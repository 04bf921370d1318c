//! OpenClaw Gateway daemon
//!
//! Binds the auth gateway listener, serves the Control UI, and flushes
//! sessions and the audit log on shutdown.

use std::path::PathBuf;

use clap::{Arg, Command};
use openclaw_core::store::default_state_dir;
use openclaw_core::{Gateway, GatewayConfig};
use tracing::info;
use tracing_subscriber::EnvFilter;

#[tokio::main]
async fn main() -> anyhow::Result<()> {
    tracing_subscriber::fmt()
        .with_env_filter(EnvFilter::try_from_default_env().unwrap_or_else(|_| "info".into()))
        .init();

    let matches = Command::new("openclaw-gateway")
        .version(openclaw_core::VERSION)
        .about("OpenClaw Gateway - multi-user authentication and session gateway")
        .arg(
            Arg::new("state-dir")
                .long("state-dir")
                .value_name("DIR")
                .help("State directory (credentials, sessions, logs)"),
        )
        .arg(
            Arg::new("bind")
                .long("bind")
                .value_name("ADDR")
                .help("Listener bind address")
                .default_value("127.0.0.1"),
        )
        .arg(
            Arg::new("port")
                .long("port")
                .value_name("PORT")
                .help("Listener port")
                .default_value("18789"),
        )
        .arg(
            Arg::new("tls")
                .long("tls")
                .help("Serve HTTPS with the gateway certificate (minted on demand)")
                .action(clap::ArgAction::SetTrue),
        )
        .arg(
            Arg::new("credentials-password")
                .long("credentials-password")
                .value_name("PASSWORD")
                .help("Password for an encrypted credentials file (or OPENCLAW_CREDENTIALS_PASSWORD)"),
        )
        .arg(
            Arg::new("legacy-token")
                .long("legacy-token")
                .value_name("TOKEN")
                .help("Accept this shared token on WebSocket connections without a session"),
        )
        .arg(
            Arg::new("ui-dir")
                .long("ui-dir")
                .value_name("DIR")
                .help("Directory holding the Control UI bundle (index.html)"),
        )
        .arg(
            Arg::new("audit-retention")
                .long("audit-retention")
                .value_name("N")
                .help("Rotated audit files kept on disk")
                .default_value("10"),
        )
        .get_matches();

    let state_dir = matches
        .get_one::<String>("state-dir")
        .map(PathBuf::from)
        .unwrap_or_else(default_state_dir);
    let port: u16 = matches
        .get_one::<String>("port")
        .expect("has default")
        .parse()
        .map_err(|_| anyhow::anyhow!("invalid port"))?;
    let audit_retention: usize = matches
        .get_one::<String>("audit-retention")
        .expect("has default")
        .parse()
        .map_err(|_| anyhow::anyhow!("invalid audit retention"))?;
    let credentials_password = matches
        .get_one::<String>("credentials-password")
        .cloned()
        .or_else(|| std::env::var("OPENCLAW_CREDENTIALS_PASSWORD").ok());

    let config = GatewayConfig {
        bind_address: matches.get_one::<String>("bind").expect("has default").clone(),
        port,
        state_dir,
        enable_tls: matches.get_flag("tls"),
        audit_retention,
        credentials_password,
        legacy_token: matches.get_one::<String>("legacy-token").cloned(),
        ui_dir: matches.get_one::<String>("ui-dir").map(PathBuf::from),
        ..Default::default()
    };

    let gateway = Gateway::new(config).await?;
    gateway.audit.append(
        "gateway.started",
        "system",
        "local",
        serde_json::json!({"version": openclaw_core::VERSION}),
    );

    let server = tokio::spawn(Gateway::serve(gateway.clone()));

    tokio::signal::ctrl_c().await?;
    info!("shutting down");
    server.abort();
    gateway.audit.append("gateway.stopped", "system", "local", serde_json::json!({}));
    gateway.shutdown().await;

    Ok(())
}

==

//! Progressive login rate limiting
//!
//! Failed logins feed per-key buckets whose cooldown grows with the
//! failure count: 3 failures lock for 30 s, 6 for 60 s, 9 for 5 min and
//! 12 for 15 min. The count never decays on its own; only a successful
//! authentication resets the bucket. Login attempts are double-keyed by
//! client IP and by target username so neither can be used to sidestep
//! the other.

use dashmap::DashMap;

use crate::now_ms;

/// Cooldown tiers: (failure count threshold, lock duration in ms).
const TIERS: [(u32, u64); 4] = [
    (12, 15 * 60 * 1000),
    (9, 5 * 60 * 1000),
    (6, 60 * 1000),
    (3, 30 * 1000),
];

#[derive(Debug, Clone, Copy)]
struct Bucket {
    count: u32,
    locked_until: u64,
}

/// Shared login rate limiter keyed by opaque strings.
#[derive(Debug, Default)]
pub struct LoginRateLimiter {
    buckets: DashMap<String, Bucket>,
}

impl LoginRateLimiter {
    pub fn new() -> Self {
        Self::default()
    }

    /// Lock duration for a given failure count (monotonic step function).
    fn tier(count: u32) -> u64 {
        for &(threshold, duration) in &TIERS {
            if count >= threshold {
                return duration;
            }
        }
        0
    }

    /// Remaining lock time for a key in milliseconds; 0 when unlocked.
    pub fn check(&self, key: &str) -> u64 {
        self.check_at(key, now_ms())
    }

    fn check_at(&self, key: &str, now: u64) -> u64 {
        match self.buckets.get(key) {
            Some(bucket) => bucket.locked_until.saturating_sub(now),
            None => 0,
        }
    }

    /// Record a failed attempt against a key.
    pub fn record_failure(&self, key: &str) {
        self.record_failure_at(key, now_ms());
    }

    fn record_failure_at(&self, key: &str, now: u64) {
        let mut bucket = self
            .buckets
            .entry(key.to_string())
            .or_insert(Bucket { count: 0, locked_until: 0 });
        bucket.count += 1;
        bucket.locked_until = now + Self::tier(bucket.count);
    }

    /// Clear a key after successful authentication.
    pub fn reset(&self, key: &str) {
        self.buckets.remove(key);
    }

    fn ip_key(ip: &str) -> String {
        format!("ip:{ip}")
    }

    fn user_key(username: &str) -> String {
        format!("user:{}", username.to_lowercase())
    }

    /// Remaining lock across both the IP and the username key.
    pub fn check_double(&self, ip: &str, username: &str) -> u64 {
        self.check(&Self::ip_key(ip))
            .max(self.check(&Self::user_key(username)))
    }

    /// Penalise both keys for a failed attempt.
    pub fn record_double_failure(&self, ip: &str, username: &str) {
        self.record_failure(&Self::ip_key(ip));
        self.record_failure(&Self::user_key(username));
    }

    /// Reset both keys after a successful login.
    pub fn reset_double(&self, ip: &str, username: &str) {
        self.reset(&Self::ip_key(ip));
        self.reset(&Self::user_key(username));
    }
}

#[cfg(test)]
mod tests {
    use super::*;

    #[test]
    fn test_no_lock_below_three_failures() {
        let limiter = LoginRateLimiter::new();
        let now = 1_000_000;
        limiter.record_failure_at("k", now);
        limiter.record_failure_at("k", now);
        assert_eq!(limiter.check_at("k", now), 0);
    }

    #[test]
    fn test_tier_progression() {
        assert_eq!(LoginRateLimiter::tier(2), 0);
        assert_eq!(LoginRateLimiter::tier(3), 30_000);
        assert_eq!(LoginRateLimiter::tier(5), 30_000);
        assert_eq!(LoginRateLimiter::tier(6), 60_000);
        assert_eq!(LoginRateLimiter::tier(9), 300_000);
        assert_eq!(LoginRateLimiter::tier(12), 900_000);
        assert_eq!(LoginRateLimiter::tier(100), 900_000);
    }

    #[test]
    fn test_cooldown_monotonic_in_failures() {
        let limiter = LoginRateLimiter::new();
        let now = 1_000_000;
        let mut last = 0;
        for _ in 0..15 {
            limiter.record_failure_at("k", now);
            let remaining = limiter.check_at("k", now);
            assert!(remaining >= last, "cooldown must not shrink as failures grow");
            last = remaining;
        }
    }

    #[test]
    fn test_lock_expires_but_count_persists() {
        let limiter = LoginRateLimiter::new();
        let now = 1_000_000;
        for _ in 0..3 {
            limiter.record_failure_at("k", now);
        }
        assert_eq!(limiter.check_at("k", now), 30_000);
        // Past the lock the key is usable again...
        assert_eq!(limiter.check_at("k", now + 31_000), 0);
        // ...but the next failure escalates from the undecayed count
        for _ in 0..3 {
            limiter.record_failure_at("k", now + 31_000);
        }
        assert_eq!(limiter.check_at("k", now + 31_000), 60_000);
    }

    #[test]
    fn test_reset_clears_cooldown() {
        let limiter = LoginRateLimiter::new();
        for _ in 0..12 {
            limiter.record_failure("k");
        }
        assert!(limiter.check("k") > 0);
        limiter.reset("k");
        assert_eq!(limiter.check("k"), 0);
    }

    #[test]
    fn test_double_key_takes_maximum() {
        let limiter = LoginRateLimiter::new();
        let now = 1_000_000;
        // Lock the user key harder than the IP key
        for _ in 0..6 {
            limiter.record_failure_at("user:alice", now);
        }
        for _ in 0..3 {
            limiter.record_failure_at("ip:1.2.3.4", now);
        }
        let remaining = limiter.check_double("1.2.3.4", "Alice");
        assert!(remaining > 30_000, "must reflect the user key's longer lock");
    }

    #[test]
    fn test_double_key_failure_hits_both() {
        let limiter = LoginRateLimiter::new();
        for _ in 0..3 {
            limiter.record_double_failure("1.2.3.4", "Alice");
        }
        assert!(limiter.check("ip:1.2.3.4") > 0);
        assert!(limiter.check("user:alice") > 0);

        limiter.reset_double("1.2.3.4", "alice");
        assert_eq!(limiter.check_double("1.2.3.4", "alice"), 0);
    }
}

...

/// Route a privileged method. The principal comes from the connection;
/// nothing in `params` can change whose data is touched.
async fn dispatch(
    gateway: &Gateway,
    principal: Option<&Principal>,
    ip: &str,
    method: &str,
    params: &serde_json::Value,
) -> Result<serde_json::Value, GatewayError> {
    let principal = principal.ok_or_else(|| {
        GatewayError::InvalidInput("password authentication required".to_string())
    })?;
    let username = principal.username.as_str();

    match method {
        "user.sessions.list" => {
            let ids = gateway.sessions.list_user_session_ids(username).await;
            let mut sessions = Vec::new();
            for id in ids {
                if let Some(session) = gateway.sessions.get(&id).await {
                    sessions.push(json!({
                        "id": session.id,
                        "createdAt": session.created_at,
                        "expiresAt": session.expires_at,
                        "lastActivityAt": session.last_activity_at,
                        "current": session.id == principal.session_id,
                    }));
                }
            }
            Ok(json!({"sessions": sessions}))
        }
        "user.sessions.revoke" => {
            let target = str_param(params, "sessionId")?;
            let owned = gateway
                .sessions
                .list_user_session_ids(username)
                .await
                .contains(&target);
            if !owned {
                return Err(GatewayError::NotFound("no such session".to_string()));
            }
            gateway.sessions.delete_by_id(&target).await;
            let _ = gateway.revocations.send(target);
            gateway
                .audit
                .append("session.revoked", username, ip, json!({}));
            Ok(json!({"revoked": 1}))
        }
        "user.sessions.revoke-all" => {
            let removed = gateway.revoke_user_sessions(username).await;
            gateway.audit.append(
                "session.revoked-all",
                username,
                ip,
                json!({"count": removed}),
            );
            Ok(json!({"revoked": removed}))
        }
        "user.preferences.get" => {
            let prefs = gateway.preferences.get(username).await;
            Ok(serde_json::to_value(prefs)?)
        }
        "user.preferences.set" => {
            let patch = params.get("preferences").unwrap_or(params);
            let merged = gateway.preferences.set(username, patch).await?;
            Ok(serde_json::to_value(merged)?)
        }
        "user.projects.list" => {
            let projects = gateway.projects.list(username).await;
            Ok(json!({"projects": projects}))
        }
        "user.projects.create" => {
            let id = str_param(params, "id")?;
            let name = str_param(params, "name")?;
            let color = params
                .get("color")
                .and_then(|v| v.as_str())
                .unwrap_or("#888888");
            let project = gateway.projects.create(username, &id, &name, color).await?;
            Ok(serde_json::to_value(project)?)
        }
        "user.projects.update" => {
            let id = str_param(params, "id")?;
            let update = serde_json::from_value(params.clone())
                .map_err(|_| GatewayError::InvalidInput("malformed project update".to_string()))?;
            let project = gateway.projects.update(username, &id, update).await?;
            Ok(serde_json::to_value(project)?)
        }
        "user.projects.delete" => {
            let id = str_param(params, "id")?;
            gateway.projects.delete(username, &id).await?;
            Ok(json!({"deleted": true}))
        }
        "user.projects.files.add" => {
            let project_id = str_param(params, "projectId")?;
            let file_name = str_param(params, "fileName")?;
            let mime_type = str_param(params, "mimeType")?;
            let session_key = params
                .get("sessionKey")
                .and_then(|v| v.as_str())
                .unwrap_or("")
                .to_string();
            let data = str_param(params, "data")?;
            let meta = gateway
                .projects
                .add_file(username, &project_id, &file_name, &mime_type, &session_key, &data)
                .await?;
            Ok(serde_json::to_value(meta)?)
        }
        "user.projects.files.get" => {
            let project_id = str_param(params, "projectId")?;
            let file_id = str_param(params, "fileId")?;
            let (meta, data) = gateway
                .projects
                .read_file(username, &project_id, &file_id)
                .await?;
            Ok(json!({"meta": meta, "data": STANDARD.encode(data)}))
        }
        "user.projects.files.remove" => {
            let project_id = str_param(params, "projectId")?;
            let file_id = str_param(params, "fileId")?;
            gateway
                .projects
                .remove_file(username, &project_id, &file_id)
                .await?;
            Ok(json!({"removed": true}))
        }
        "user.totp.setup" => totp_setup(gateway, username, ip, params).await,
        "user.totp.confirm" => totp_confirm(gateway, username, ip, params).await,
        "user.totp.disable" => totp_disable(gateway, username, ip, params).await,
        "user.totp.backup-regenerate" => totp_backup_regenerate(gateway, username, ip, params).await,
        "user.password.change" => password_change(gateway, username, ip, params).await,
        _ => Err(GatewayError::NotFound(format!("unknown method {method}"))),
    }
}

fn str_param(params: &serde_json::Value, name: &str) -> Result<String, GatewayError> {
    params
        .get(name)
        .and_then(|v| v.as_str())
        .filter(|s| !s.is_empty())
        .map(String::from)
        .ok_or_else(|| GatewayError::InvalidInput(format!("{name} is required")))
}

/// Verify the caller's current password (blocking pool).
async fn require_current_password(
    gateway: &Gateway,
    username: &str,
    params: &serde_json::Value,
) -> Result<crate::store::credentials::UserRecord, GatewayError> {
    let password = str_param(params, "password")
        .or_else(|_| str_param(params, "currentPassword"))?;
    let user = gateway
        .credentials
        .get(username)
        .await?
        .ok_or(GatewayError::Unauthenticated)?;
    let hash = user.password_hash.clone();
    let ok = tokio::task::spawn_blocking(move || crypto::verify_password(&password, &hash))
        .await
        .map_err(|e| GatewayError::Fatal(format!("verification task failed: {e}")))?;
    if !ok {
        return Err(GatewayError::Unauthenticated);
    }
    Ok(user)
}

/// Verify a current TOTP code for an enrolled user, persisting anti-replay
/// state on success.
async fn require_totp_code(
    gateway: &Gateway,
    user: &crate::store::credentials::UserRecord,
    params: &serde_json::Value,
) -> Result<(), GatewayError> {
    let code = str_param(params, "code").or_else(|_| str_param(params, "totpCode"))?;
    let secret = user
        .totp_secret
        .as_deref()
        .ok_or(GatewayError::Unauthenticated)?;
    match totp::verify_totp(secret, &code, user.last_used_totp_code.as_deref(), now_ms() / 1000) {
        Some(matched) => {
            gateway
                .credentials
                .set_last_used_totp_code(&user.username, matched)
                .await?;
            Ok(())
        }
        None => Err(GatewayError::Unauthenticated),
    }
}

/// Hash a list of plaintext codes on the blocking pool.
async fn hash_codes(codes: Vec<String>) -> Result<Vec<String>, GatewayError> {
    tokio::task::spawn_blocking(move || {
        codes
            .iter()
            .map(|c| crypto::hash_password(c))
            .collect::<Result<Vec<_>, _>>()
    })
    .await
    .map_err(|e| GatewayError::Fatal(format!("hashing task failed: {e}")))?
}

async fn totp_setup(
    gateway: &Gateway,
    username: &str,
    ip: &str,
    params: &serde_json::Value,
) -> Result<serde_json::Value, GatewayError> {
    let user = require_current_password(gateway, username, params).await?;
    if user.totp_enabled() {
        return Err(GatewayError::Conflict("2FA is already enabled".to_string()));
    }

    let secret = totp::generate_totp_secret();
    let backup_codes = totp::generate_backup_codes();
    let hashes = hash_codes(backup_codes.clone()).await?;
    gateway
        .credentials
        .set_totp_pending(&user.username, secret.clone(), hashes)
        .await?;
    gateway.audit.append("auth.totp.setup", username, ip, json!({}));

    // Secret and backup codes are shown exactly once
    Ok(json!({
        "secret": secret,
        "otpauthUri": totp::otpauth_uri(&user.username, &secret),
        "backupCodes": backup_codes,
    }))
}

### Required action
What is asked for is an exact copy of the lines above from the one containing "if let Some(session)" through the one containing "let projects = gateway.projects.list(username).await;", and only those.

### Result for this exercise
                if let Some(session) = gateway.sessions.get(&id).await {
                    sessions.push(json!({
                        "id": session.id,
                        "createdAt": session.created_at,
                        "expiresAt": session.expires_at,
                        "lastActivityAt": session.last_activity_at,
                        "current": session.id == principal.session_id,
                    }));
                }
            }
            Ok(json!({"sessions": sessions}))
        }
        "user.sessions.revoke" => {
            let target = str_param(params, "sessionId")?;
            let owned = gateway
                .sessions
                .list_user_session_ids(username)
                .await
                .contains(&target);
            if !owned {
                return Err(GatewayError::NotFound("no such session".to_string()));
            }
            gateway.sessions.delete_by_id(&target).await;
            let _ = gateway.revocations.send(target);
            gateway
                .audit
                .append("session.revoked", username, ip, json!({}));
            Ok(json!({"revoked": 1}))
        }
        "user.sessions.revoke-all" => {
            let removed = gateway.revoke_user_sessions(username).await;
            gateway.audit.append(
                "session.revoked-all",
                username,
                ip,
                json!({"count": removed}),
            );
            Ok(json!({"revoked": removed}))
        }
        "user.preferences.get" => {
            let prefs = gateway.preferences.get(username).await;
            Ok(serde_json::to_value(prefs)?)
        }
        "user.preferences.set" => {
            let patch = params.get("preferences").unwrap_or(params);
            let merged = gateway.preferences.set(username, patch).await?;
            Ok(serde_json::to_value(merged)?)
        }
        "user.projects.list" => {
            let projects = gateway.projects.list(username).await;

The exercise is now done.